(Given data begins)

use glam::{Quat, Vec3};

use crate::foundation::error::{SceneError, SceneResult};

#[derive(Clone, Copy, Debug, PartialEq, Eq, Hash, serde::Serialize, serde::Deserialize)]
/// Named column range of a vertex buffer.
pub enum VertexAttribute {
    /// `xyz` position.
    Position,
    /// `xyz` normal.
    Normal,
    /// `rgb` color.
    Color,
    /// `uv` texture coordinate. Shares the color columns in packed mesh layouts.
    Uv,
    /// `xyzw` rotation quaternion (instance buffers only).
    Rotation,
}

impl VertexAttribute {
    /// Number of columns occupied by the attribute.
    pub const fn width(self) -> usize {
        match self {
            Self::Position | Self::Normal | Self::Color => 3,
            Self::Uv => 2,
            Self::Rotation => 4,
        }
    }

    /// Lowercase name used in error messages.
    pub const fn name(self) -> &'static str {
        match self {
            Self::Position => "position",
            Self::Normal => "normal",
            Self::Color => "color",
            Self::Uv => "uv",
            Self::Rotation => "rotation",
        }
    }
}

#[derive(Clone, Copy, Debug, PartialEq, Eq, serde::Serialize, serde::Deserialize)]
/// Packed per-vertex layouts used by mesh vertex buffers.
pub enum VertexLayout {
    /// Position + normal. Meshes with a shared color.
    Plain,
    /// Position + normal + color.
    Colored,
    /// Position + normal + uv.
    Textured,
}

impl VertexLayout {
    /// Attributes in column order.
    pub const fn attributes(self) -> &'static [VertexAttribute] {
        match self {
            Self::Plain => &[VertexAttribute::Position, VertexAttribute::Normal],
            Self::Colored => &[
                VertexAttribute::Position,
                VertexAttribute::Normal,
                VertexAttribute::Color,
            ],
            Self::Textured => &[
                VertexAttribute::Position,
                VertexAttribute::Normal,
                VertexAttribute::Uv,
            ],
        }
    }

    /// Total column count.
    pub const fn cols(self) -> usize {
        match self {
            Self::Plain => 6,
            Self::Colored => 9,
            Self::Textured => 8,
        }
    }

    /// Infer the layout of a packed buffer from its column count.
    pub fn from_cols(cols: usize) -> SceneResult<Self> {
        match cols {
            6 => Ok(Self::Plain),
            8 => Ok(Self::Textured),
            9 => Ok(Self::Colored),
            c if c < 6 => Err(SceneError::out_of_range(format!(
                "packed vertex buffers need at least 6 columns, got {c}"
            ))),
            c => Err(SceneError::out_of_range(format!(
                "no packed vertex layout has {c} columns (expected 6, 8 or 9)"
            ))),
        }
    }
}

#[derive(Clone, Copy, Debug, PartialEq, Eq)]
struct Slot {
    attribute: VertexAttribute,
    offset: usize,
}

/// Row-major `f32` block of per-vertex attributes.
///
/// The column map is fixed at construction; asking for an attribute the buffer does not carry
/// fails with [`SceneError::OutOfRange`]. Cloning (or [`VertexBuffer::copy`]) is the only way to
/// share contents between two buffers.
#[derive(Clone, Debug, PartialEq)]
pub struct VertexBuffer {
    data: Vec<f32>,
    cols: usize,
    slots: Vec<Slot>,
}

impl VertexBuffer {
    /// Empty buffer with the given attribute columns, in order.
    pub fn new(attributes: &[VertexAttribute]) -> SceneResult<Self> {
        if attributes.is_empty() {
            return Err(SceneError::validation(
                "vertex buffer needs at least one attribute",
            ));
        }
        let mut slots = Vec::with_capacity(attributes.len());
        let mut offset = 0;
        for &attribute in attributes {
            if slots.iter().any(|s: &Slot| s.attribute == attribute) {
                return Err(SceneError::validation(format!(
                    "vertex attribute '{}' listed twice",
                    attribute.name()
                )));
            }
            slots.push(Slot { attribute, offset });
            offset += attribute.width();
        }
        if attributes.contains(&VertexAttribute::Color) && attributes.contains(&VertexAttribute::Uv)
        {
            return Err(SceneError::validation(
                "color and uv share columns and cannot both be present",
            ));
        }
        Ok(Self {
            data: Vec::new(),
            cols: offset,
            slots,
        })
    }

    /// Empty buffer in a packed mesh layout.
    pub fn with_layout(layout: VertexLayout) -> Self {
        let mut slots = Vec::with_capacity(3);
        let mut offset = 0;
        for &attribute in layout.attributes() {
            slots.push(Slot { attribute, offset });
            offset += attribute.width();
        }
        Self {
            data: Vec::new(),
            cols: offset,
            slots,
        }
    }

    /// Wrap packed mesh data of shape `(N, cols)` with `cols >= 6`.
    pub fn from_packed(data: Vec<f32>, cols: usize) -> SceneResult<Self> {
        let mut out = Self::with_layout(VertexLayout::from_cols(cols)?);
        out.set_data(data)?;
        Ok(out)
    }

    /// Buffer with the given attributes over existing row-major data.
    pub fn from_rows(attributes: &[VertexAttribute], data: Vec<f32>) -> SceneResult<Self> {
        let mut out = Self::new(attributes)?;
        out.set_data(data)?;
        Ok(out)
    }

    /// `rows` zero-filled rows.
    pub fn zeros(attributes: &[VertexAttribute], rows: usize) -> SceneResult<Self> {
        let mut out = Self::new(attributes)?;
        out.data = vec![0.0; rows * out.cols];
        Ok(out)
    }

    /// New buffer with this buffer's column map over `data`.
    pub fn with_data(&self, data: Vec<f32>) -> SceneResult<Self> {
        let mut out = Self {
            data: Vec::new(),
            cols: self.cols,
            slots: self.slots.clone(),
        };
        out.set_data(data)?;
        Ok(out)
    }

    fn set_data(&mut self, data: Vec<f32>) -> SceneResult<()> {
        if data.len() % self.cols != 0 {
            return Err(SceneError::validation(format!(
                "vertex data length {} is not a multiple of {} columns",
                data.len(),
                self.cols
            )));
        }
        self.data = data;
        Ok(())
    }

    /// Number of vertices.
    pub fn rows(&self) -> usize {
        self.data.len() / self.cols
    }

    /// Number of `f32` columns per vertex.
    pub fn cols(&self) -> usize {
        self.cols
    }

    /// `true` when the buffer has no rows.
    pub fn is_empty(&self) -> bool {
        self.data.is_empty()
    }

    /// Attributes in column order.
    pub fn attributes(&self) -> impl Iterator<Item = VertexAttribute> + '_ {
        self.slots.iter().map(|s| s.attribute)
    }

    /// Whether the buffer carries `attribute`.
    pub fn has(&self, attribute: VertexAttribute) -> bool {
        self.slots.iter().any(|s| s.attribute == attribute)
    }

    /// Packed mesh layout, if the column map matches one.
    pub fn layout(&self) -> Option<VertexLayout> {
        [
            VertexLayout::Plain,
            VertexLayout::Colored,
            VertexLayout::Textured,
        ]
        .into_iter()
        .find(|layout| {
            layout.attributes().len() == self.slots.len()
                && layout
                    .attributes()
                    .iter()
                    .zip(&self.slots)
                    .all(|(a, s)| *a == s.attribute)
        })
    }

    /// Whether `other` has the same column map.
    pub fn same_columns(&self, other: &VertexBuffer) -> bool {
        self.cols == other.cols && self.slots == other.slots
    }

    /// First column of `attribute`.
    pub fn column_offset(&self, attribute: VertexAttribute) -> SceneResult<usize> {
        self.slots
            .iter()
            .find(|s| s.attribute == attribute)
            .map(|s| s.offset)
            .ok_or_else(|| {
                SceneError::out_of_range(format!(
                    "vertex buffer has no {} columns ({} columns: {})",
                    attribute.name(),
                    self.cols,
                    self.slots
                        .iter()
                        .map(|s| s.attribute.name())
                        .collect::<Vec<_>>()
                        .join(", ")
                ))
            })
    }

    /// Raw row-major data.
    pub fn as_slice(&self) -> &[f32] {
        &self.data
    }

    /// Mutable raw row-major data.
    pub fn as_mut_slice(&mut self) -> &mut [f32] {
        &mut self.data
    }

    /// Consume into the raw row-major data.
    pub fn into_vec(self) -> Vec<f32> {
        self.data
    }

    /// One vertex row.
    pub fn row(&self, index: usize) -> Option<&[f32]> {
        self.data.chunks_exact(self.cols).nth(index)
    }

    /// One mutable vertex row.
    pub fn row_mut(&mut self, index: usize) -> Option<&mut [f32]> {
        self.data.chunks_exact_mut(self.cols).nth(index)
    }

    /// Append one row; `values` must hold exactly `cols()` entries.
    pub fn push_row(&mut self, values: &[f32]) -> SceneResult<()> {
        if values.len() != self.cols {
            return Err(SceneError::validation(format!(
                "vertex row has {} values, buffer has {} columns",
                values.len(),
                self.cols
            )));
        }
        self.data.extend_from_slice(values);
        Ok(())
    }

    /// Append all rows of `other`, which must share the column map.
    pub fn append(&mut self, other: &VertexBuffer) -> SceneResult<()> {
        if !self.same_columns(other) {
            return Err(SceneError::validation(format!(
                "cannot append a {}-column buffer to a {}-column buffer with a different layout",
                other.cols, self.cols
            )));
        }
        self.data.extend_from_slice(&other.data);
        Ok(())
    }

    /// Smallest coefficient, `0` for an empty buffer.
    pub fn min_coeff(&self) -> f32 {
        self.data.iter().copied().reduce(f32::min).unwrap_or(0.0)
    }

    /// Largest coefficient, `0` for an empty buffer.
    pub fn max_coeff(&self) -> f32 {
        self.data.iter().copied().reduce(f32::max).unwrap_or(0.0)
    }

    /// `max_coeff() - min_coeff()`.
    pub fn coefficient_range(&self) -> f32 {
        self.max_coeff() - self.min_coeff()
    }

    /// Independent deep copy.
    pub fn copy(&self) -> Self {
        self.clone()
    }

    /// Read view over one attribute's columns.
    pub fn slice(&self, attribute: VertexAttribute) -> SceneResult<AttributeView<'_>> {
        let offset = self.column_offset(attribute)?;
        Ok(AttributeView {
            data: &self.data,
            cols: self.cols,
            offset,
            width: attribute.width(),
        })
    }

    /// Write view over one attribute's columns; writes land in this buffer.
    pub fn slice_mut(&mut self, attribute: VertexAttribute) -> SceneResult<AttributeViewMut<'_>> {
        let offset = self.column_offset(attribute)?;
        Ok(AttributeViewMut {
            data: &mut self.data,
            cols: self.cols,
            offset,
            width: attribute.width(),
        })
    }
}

(Given data ends)

Every line of the records that includes the word "only" should be gathered.

Answer for this exercise ::
    /// `xyzw` rotation quaternion (instance buffers only).
/// fails with [`SceneError::OutOfRange`]. Cloning (or [`VertexBuffer::copy`]) is the only way to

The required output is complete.